*** Opening of RECORDS SHOWN ***
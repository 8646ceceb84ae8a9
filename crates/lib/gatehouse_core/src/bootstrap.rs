//! First-start superadmin provisioning.

use tracing::{info, warn};

use crate::auth::AuthError;
use crate::auth::service::AuthService;
use crate::models::account::{NewAccount, PublicAccount, Role};
use crate::settings::BootstrapSettings;

/// Create the configured superadmin unless one already exists.
///
/// Returns the created account, or `None` when nothing was created. Only the
/// email is logged; the password never is.
pub async fn ensure_superadmin(
    service: &AuthService,
    settings: &BootstrapSettings,
) -> Result<Option<PublicAccount>, AuthError> {
    if service.store().role_exists(Role::Superadmin).await? {
        info!("superadmin present, skipping bootstrap");
        return Ok(None);
    }

    let input = NewAccount::new(
        settings.name.clone(),
        settings.email.clone(),
        settings.password.clone(),
        Role::Superadmin.as_str(),
    );
    match service.create_account(input).await {
        Ok(account) => {
            info!(account_id = %account.id, email = %account.email, "bootstrap superadmin created");
            Ok(Some(account))
        }
        Err(AuthError::DuplicateEmail) => {
            warn!(email = %settings.email, "bootstrap email belongs to a non-superadmin account");
            Ok(None)
        }
        Err(e) => Err(e),
    }
}
//! Password hashing via bcrypt.

use super::HashingError;

/// Default bcrypt cost factor.
pub const DEFAULT_BCRYPT_COST: u32 = 10;

/// Lowest cost bcrypt accepts.
pub const MIN_BCRYPT_COST: u32 = 4;

/// Highest cost bcrypt accepts.
pub const MAX_BCRYPT_COST: u32 = 31;

/// bcrypt only reads this many bytes of input; longer passwords are refused.
pub const MAX_PASSWORD_BYTES: usize = 72;

/// Salted one-way password hasher with a fixed work factor.
#[derive(Debug, Clone, Copy)]
pub struct PasswordHasher {
    cost: u32,
}

impl Default for PasswordHasher {
    fn default() -> Self {
        Self {
            cost: DEFAULT_BCRYPT_COST,
        }
    }
}

impl PasswordHasher {
    /// Create a hasher with an explicit cost (bcrypt accepts 4..=31).
    pub fn new(cost: u32) -> Result<Self, HashingError> {
        if !(MIN_BCRYPT_COST..=MAX_BCRYPT_COST).contains(&cost) {
            return Err(HashingError::InvalidCost(cost));
        }
        Ok(Self { cost })
    }

    pub fn cost(&self) -> u32 {
        self.cost
    }

    /// Hash a password. The salt and cost are embedded in the returned string.
    pub fn hash(&self, plaintext: &str) -> Result<String, HashingError> {
        if plaintext.is_empty() {
            return Err(HashingError::EmptyPassword);
        }
        if plaintext.len() > MAX_PASSWORD_BYTES {
            return Err(HashingError::PasswordTooLong);
        }
        Ok(bcrypt::hash(plaintext, self.cost)?)
    }

    /// Verify a password against a bcrypt hash. A mismatch is `Ok(false)`.
    ///
    /// Passwords longer than `MAX_PASSWORD_BYTES` never match: `hash` refuses
    /// them, so no stored hash can have been produced from one.
    pub fn verify(&self, plaintext: &str, hashed: &str) -> Result<bool, HashingError> {
        let matches =
            bcrypt::verify(plaintext, hashed).map_err(|_| HashingError::MalformedHash)?;
        Ok(matches && plaintext.len() <= MAX_PASSWORD_BYTES)
    }

    /// `hash` on tokio's blocking pool.
    pub async fn hash_blocking(&self, plaintext: String) -> Result<String, HashingError> {
        let hasher = *self;
        tokio::task::spawn_blocking(move || hasher.hash(&plaintext)).await?
    }

    /// `verify` on tokio's blocking pool.
    pub async fn verify_blocking(
        &self,
        plaintext: String,
        hashed: String,
    ) -> Result<bool, HashingError> {
        let hasher = *self;
        tokio::task::spawn_blocking(move || hasher.verify(&plaintext, &hashed)).await?
    }
}
//! Route paths.

pub const GET_API_HEALTH: &str = "/api/health";
pub const POST_AUTH_LOGIN: &str = "/api/auth/login";
pub const GET_AUTH_ME: &str = "/api/auth/me";
pub const POST_ACCOUNTS: &str = "/api/accounts";
pub const GET_ACCOUNTS_ID: &str = "/api/accounts/{id}";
*** Close of RECORDS SHOWN ***
• [PROBLEM STATEMENT] Say how many lines in the entries contain the string "NewAccount". Nothing else belongs in the reply.

• [EXERCISE OUTPUT] 2